Den sehr unmissverständlichen Texten werden eher kryptische entgegengesetzt. Das ist eine sehr angenehme Mischung, denn ein Album voller Gesellschaftskritik ist inhaltlich natürlich gerechtfertigt, künstlerisch aber nicht unbedingt wünschenswert. Aus dem Titelstück wird so ohne weiteres nicht so richtig schlau, oder anders gesagt, es lässt viel Spielraum für an dieser Stelle unnötig lange Analysen, wie auch das düstere 'Beschädigt', das seine Geschichte nicht direkt ausspricht, sondern nur zwischen den Zeilen offenbart. Ähnlich schwer durchdringbar bleibt 'Nach dem Wiederaufbau (blieb das Land zerstört)':
[...]Nach dem Wiederaufbau blieb das Land zerstört und das habt ihr hier zuerst gehört.
Krieg ist bloß eine gewalttätige Gruppenreise mit reklamierenden Toten.
Jesus war vielleicht nicht mehr als bloß ein Posterboy mit gecasteten Geboten.
Ruf deinen Frisbeehund zurück, er springt so tragisch.[...]
Es befindet sich ein weiteres Titelstück auf der CD, und zwar mit dem Titel des letzten Albums Ich erkläre diese Krise für beendet. In dem Lied treffen Harmoniesucht und Streitlust in Liebe aufeinander, und der Harmoniesüchtige meidet den Konflikt mit eben jener Ansage. Schön. So sollte das funktionieren.
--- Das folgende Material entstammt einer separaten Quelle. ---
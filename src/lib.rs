//! Stitch - CSS/JavaScript bundling for server-rendered sites.
//!
//! Bundles concatenate local, remote and embedded sources, run preprocessors,
//! rewrite relative `url()` references, minify, hash and cache the result,
//! then emit the `<link>`/`<script>` tags pointing at it. In debug mode every
//! source gets its own tag instead.
//!
//! ```ignore
//! use stitch::Bundler;
//!
//! let bundler = Bundler::builder().root("public").build()?;
//! let tags = bundler
//!     .css()
//!     .add("/css/reset.css")
//!     .add_directory("/css/components", true)
//!     .process_imports()
//!     .render("/css/site.#.css")?;
//! ```

pub mod asset;
pub mod bundle;
pub mod cache;
pub mod cli;
pub mod config;
pub mod error;
pub mod hash;
pub mod host;
pub mod lock;
pub mod logger;
pub mod minify;
pub mod preprocess;
pub mod resolve;
pub mod rewrite;
pub mod utils;
pub mod writer;

pub use bundle::{Bundle, BundleKind, Bundler, BundlerBuilder, Css, JavaScript, PreprocessorScope};
pub use config::StitchConfig;
pub use error::{BundleError, Result};
pub use host::{DebugStatus, EnvDebugStatus, PathTranslator, RootPathTranslator, StaticDebugStatus};
pub use minify::{CssMinifier, JsMinifier, Minifier, NullMinifier};
pub use preprocess::{CommandPreprocessor, Preprocessor};
pub use writer::{FileWriter, ReleaseWriter};
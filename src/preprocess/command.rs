//! Preprocessor backed by an external compiler (sass, lessc, coffee, ...).
//!
//! Source content is piped to the command's stdin and the compiled output is
//! read from stdout.
//!
//! # Example
//!
//! ```ignore
//! let sass = CommandPreprocessor::new("sass", ["scss", "sass"], ["sass", "--stdin"]);
//! let less = CommandPreprocessor::new("less", ["less"], ["lessc", "-", "--include-path=$DIR"]);
//! ```
//!
//! `$INPUT` and `$DIR` in arguments expand to the source file path and its
//! directory.

use std::io::Write;
use std::path::Path;
use std::process::{Command, Stdio};

use super::Preprocessor;
use crate::debug;
use crate::error::{BundleError, Result};

/// Preprocessor that runs an external command.
#[derive(Debug, Clone)]
pub struct CommandPreprocessor {
    name: String,
    extensions: Vec<String>,
    command: Vec<String>,
}

impl CommandPreprocessor {
    pub fn new<E, C>(
        name: impl Into<String>,
        extensions: impl IntoIterator<Item = E>,
        command: impl IntoIterator<Item = C>,
    ) -> Self
    where
        E: Into<String>,
        C: Into<String>,
    {
        Self {
            name: name.into(),
            extensions: extensions
                .into_iter()
                .map(|e| {
                    let ext: String = e.into();
                    ext.trim_start_matches('.').to_ascii_lowercase()
                })
                .collect(),
            command: command.into_iter().map(Into::into).collect(),
        }
    }

    /// Check that the executable is installed.
    ///
    /// Fails with `UnsupportedPlatform` so hosts can degrade gracefully.
    pub fn ensure_available(&self) -> Result<()> {
        let program = self.program()?;
        which::which(program).map_err(|e| BundleError::UnsupportedPlatform {
            feature: program.to_string(),
            detail: e.to_string(),
        })?;
        Ok(())
    }

    fn program(&self) -> Result<&str> {
        self.command.first().map(String::as_str).ok_or_else(|| {
            BundleError::InvalidConfiguration(format!(
                "preprocessor `{}` has an empty command",
                self.name
            ))
        })
    }

    /// Expand `$INPUT` / `$DIR` in the command arguments.
    fn resolve_args(&self, path: &Path) -> Vec<String> {
        let dir = path.parent().unwrap_or_else(|| Path::new("."));
        self.command
            .iter()
            .skip(1)
            .map(|arg| {
                arg.replace("$INPUT", &path.display().to_string())
                    .replace("$DIR", &dir.display().to_string())
            })
            .collect()
    }
}

impl Preprocessor for CommandPreprocessor {
    fn extensions(&self) -> Vec<String> {
        self.extensions.clone()
    }

    fn name(&self) -> &str {
        &self.name
    }

    fn process(&self, path: &Path, content: &str) -> Result<String> {
        self.ensure_available()?;
        let program = self.program()?;
        let args = self.resolve_args(path);
        debug!("preprocess"; "{} {} < {}", program, args.join(" "), path.display());

        let mut cmd = Command::new(program);
        cmd.args(&args)
            .stdin(Stdio::piped())
            .stdout(Stdio::piped())
            .stderr(Stdio::piped());
        if let Some(dir) = path.parent().filter(|d| d.is_dir()) {
            cmd.current_dir(dir);
        }

        let preprocess_err = |detail: String| BundleError::Preprocess {
            path: path.to_path_buf(),
            detail,
        };

        let mut child = cmd.spawn().map_err(|e| preprocess_err(e.to_string()))?;
        let stdin = child.stdin.take();

        // Feed stdin from a separate thread so a chatty compiler cannot fill
        // its stdout pipe while we are still writing.
        let output = std::thread::scope(|scope| {
            let writer = scope.spawn(move || match stdin {
                Some(mut stdin) => stdin.write_all(content.as_bytes()),
                None => Ok(()),
            });
            let output = child.wait_with_output();
            let written = writer
                .join()
                .unwrap_or_else(|_| Err(std::io::Error::other("stdin writer panicked")));
            written.and(output)
        })
        .map_err(|e| preprocess_err(e.to_string()))?;

        if !output.status.success() {
            let stderr = String::from_utf8_lossy(&output.stderr);
            return Err(preprocess_err(format!(
                "`{}` exited with {}: {}",
                program,
                output.status,
                stderr.trim()
            )));
        }
        String::from_utf8(output.stdout).map_err(|e| preprocess_err(e.to_string()))
    }
}
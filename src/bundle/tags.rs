//! HTML tag formatting.
//!
//! ```text
//! <link rel="stylesheet" type="text/css" {attrs}href="{path}" />
//! <style type="text/css">{content}</style>
//! <script type="text/javascript" {attrs}src="{path}"></script>
//! <script type="text/javascript">{content}</script>
//! ```
//!
//! Attributes render as `key="value" ` in insertion order. Typeless bundles
//! drop the `type` attribute; deferred scripts get ` defer` before `>`.

use super::BundleKind;
use crate::asset::Attributes;
use crate::utils::path::is_external_link;

/// Tag shape shared by every tag of one bundle.
#[derive(Debug, Clone, Copy)]
pub struct TagStyle {
    pub kind: BundleKind,
    pub typeless: bool,
    pub defer: bool,
}

impl TagStyle {
    /// Tag referencing an external file.
    pub fn reference(&self, attributes: &Attributes, path: &str) -> String {
        let attrs = attributes.render();
        match (self.kind, self.typeless) {
            (BundleKind::Css, false) => {
                format!(r#"<link rel="stylesheet" type="text/css" {attrs}href="{path}" />"#)
            }
            (BundleKind::Css, true) => format!(r#"<link rel="stylesheet" {attrs}href="{path}" />"#),
            (BundleKind::JavaScript, typeless) => {
                let ty = if typeless {
                    ""
                } else {
                    r#"type="text/javascript" "#
                };
                let defer = if self.defer { " defer" } else { "" };
                format!(r#"<script {ty}{attrs}src="{path}"{defer}></script>"#)
            }
        }
    }

    /// Tag carrying content inline.
    pub fn inline(&self, content: &str) -> String {
        match (self.kind, self.typeless) {
            (BundleKind::Css, false) => format!(r#"<style type="text/css">{content}</style>"#),
            (BundleKind::Css, true) => format!("<style>{content}</style>"),
            (BundleKind::JavaScript, false) => {
                format!(r#"<script type="text/javascript">{content}</script>"#)
            }
            (BundleKind::JavaScript, true) => format!("<script>{content}</script>"),
        }
    }
}

/// Prefix a web path with `base_href`, leaving external URLs alone.
pub fn apply_base_href(base_href: Option<&str>, path: &str) -> String {
    match base_href {
        Some(base) if !base.is_empty() && !is_external_link(path) => {
            let base = base.trim_end_matches('/');
            let path = path.trim_start_matches('/');
            format!("{base}/{path}")
        }
        _ => path.to_string(),
    }
}
//! Remote resolution: download once per process, then reuse the temp copy.

use std::sync::Arc;
use std::time::Duration;

use super::{ResolveContext, ResolvedFile, Resolver, TempStore};
use crate::asset::Asset;
use crate::debug;
use crate::error::{BundleError, Result};
use crate::utils::io;

/// Downloads bundled remote assets with a blocking HTTP client.
pub struct HttpResolver {
    client: reqwest::blocking::Client,
    store: Arc<TempStore>,
}

impl HttpResolver {
    pub fn new(store: Arc<TempStore>) -> Result<Self> {
        let client = reqwest::blocking::Client::builder()
            .user_agent(concat!("stitch/", env!("CARGO_PKG_VERSION")))
            .connect_timeout(Duration::from_secs(10))
            .build()
            .map_err(|e| BundleError::InvalidConfiguration(e.to_string()))?;
        Ok(Self { client, store })
    }

    fn download(&self, url: &str) -> Result<Vec<u8>> {
        let remote_err = |detail: String| BundleError::Remote {
            url: url.to_string(),
            detail,
        };
        debug!("remote"; "fetching {}", url);
        let response = self
            .client
            .get(url)
            .send()
            .map_err(|e| remote_err(e.to_string()))?;
        if !response.status().is_success() {
            return Err(remote_err(format!("HTTP {}", response.status())));
        }
        let bytes = response.bytes().map_err(|e| remote_err(e.to_string()))?;
        Ok(bytes.to_vec())
    }
}

/// Extension of the last path segment of a URL, without query or fragment.
fn url_extension(url: &str) -> &str {
    let path = url.split(['?', '#']).next().unwrap_or_default();
    let last = path.rsplit('/').next().unwrap_or_default();
    last.rsplit_once('.').map(|(_, ext)| ext).unwrap_or_default()
}

impl Resolver for HttpResolver {
    fn resolve(&self, asset: &Asset, _ctx: &ResolveContext<'_>) -> Result<Vec<ResolvedFile>> {
        let url = asset.remote_url.as_deref().unwrap_or(&asset.source);
        let path = self
            .store
            .get_or_materialize(url, url_extension(url), || self.download(url))?;
        let content = io::read_to_string(&path)?;
        Ok(vec![ResolvedFile { path, content }])
    }
}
Die Gattung 'ehrliches, ungebrochenes Liebeslied' wäre dann auch noch vorhanden, eine weitere Domäne von BegeBernd. 'Du wirst mein Süden sein' ist ein Highlight des Albums. Ebenfalls Hitverdächtig, weil ziemlich eingängig, wirkt 'Dein Trotel-Freund meint', ein ziemlich böses Werk über einen verblendeten Mann...man kennt das, aus welcher Perspektive auch immer.

Alles in allem gehen die gut 35 Minuten zu schnell rum, aber wer nicht genug bekommt kann gratis auf Repeat an seinem CD-Player drücken oder einfach eine sinnvolle Investition tätigen und zu einem der zahllosen Konzerte von Bernd Begemann (und teilweise mit Die Befreiung) zu gehen, der sich ähnlich wie Bob Dylan gefühlt auf einer Never-Ending-Tour befindet, nur weniger weltweit.

Das Album ist seit September im Handel erhältlich und sollte regulär erworben werden, z.B. beim Label selbst.